*** Data listing Section Begins ***

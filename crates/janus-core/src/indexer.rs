//! The checkpointed indexer: a timer loop that syncs every newly final
//! epoch range and advances the checkpoint once the whole range succeeded.
//!
//! # Cycle
//! ```text
//! checkpoint h ─┐
//! head ─────────┼─► safe_head = head - confirmation_depth
//!               │   h >= safe_head ? idle
//!               └─► BatchSync [h+1, safe_head] ─ ok ─► checkpoint = safe_head
//!                                              └ err ─► log, retry next tick
//! ```

use serde::{Deserialize, Serialize};
use std::sync::Arc;
use std::time::Duration;
use tokio::sync::watch;
use tokio::time::MissedTickBehavior;
use tracing::{debug, error, info};

use crate::checkpoint::{CheckpointManager, CheckpointStore};
use crate::cursor::Cursor;
use crate::error::IndexerError;
use crate::gateway::NodeGateway;
use crate::handler::MessageHandler;
use crate::sync::{BatchSync, SyncStats, DEFAULT_BATCH_SIZE};
use crate::types::Epoch;

/// Epoch below which no miner-creation activity is expected.
pub const DEFAULT_FLOOR_HEIGHT: Epoch = 5_200_000;

/// Epochs to stay behind the head.
pub const DEFAULT_CONFIRMATION_DEPTH: Epoch = 20;

/// Configuration for an indexer instance.
#[derive(Debug, Clone, PartialEq, Eq, Serialize, Deserialize)]
#[serde(default)]
pub struct IndexerConfig {
    /// Checkpoint height used when no checkpoint has been stored yet.
    pub floor_height: Epoch,
    /// Number of epochs behind the head before an epoch is considered final.
    pub confirmation_depth: Epoch,
    /// Maximum epochs per sync window.
    pub batch_size: Epoch,
    /// Seconds between cycles.
    pub interval_secs: u64,
}

impl Default for IndexerConfig {
    fn default() -> Self {
        Self {
            floor_height: DEFAULT_FLOOR_HEIGHT,
            confirmation_depth: DEFAULT_CONFIRMATION_DEPTH,
            batch_size: DEFAULT_BATCH_SIZE,
            interval_secs: 10,
        }
    }
}

impl IndexerConfig {
    pub fn interval(&self) -> Duration {
        Duration::from_secs(self.interval_secs)
    }

    /// Reject values the indexer cannot run with.
    pub fn validate(&self) -> Result<(), IndexerError> {
        if self.floor_height < 0 {
            return Err(IndexerError::Config("floor_height must be >= 0".into()));
        }
        if self.confirmation_depth < 0 {
            return Err(IndexerError::Config("confirmation_depth must be >= 0".into()));
        }
        if self.batch_size < 1 {
            return Err(IndexerError::Config("batch_size must be >= 1".into()));
        }
        if self.interval_secs == 0 {
            return Err(IndexerError::Config("interval_secs must be >= 1".into()));
        }
        Ok(())
    }
}

/// Runtime state of the indexer.
#[derive(Debug, Clone, Copy, PartialEq, Eq, Serialize, Deserialize)]
pub enum IndexerState {
    /// Waiting for the next tick.
    Idle,
    /// One cycle in flight.
    Syncing,
    /// Terminated after shutdown.
    Stopped,
}

impl std::fmt::Display for IndexerState {
    fn fmt(&self, f: &mut std::fmt::Formatter<'_>) -> std::fmt::Result {
        match self {
            Self::Idle => write!(f, "idle"),
            Self::Syncing => write!(f, "syncing"),
            Self::Stopped => write!(f, "stopped"),
        }
    }
}

/// What one cycle did.
#[derive(Debug, Clone, Copy, PartialEq, Eq)]
pub enum CycleOutcome {
    /// Nothing final left to index.
    UpToDate { checkpoint: Epoch, safe_head: Epoch },
    /// `[from, to]` was synced and the checkpoint moved to `to`.
    Advanced { from: Epoch, to: Epoch, stats: SyncStats },
}

/// The checkpointed indexer.
pub struct Indexer {
    config: IndexerConfig,
    gateway: Arc<dyn NodeGateway>,
    engine: BatchSync,
    checkpoint: CheckpointManager,
    handler: Arc<dyn MessageHandler>,
    state: IndexerState,
}

impl Indexer {
    pub fn new(
        config: IndexerConfig,
        gateway: Arc<dyn NodeGateway>,
        checkpoints: Arc<dyn CheckpointStore>,
        handler: Arc<dyn MessageHandler>,
    ) -> Result<Self, IndexerError> {
        config.validate()?;
        Ok(Self {
            engine: BatchSync::new(Arc::clone(&gateway)).with_batch_size(config.batch_size),
            checkpoint: CheckpointManager::new(checkpoints, config.floor_height),
            gateway,
            handler,
            state: IndexerState::Idle,
            config,
        })
    }

    pub fn config(&self) -> &IndexerConfig {
        &self.config
    }

    pub fn state(&self) -> IndexerState {
        self.state
    }

    /// Run cycles on a fixed interval until `shutdown` becomes `true`.
    ///
    /// Cycle errors are logged and retried on the next tick. Only failing to
    /// read or create the checkpoint at startup is returned. Shutdown never
    /// interrupts an in-flight window; a cycle observing it between windows
    /// ends without touching the checkpoint.
    pub async fn run(&mut self, mut shutdown: watch::Receiver<bool>) -> Result<(), IndexerError> {
        let start = self.checkpoint.load_or_init().await?;
        info!(
            checkpoint = start,
            confirmation_depth = self.config.confirmation_depth,
            interval_secs = self.config.interval_secs,
            "indexer started"
        );

        self.engine = self.engine.clone().with_shutdown(shutdown.clone());

        let mut ticker = tokio::time::interval(self.config.interval());
        ticker.set_missed_tick_behavior(MissedTickBehavior::Delay);

        loop {
            if *shutdown.borrow() {
                break;
            }
            tokio::select! {
                _ = ticker.tick() => {}
                changed = shutdown.changed() => {
                    if changed.is_err() || *shutdown.borrow() {
                        break;
                    }
                    continue;
                }
            }

            self.state = IndexerState::Syncing;
            match self.run_cycle().await {
                Ok(CycleOutcome::UpToDate { checkpoint, safe_head }) => {
                    debug!(checkpoint, safe_head, "no new final epochs");
                }
                Ok(CycleOutcome::Advanced { from, to, stats }) => {
                    info!(
                        from,
                        to,
                        blocks = stats.blocks,
                        messages = stats.messages,
                        "checkpoint advanced"
                    );
                }
                Err(IndexerError::Cancelled) => {
                    info!("cycle interrupted by shutdown, checkpoint unchanged");
                }
                Err(e) => {
                    error!(error = %e, "indexer sync error");
                }
            }
            self.state = IndexerState::Idle;
        }

        self.state = IndexerState::Stopped;
        info!("indexer stopped");
        Ok(())
    }

    /// Run a single cycle: sync everything between the checkpoint and the
    /// safe head, then move the checkpoint to the safe head.
    ///
    /// If the head drops below the safe head while the range is synced, the
    /// cycle fails with [`IndexerError::HeadRegressed`] and the checkpoint
    /// stays where it was.
    pub async fn run_cycle(&self) -> Result<CycleOutcome, IndexerError> {
        let height = self.checkpoint.load_or_init().await?;
        let head = self.gateway.head_height().await?;
        let cursor = Cursor::new(height, self.config.confirmation_depth);

        let Some(range) = cursor.next_range(head) else {
            return Ok(CycleOutcome::UpToDate {
                checkpoint: height,
                safe_head: cursor.safe_head(head),
            });
        };
        let (from, to) = (*range.start(), *range.end());
        info!(from, to, head, lag = cursor.lag(head), "syncing delta");

        let stats = self
            .engine
            .sync_range(from, to, Arc::clone(&self.handler))
            .await?;
        // The engine clamps to its own head query, which may be lower than ours.
        if stats.synced_to < to {
            return Err(IndexerError::HeadRegressed {
                planned: to,
                synced: stats.synced_to,
            });
        }
        self.checkpoint.advance(to).await?;

        Ok(CycleOutcome::Advanced { from, to, stats })
    }
}

#[cfg(test)]
mod tests {
    use super::*;

    #[test]
    fn config_defaults() {
        let cfg = IndexerConfig::default();
        assert_eq!(cfg.floor_height, 5_200_000);
        assert_eq!(cfg.confirmation_depth, 20);
        assert_eq!(cfg.batch_size, 1000);
        assert_eq!(cfg.interval(), Duration::from_secs(10));
        assert!(cfg.validate().is_ok());
    }

    #[test]
    fn config_validation() {
        let bad = [
            IndexerConfig { batch_size: 0, ..Default::default() },
            IndexerConfig { interval_secs: 0, ..Default::default() },
            IndexerConfig { floor_height: -1, ..Default::default() },
            IndexerConfig { confirmation_depth: -5, ..Default::default() },
        ];
        for cfg in bad {
            assert!(matches!(cfg.validate(), Err(IndexerError::Config(_))), "{cfg:?}");
        }
    }

    #[test]
    fn config_partial_deserialize() {
        let cfg: IndexerConfig = serde_json::from_str(r#"{"interval_secs": 30}"#).unwrap();
        assert_eq!(cfg.interval_secs, 30);
        assert_eq!(cfg.confirmation_depth, 20);
    }
}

*** Data listing Section Ends ***

#### [Required action]
Look above and repeat, character for character, the lines from the first one to the line with "pub struct IndexerConfig", counting both.

#### [Task response]
filename crates/janus-core/src/indexer.rs
//! The checkpointed indexer: a timer loop that syncs every newly final
//! epoch range and advances the checkpoint once the whole range succeeded.
//!
//! # Cycle
//! ```text
//! checkpoint h ─┐
//! head ─────────┼─► safe_head = head - confirmation_depth
//!               │   h >= safe_head ? idle
//!               └─► BatchSync [h+1, safe_head] ─ ok ─► checkpoint = safe_head
//!                                              └ err ─► log, retry next tick
//! ```

use serde::{Deserialize, Serialize};
use std::sync::Arc;
use std::time::Duration;
use tokio::sync::watch;
use tokio::time::MissedTickBehavior;
use tracing::{debug, error, info};

use crate::checkpoint::{CheckpointManager, CheckpointStore};
use crate::cursor::Cursor;
use crate::error::IndexerError;
use crate::gateway::NodeGateway;
use crate::handler::MessageHandler;
use crate::sync::{BatchSync, SyncStats, DEFAULT_BATCH_SIZE};
use crate::types::Epoch;

/// Epoch below which no miner-creation activity is expected.
pub const DEFAULT_FLOOR_HEIGHT: Epoch = 5_200_000;

/// Epochs to stay behind the head.
pub const DEFAULT_CONFIRMATION_DEPTH: Epoch = 20;

/// Configuration for an indexer instance.
#[derive(Debug, Clone, PartialEq, Eq, Serialize, Deserialize)]
#[serde(default)]
pub struct IndexerConfig {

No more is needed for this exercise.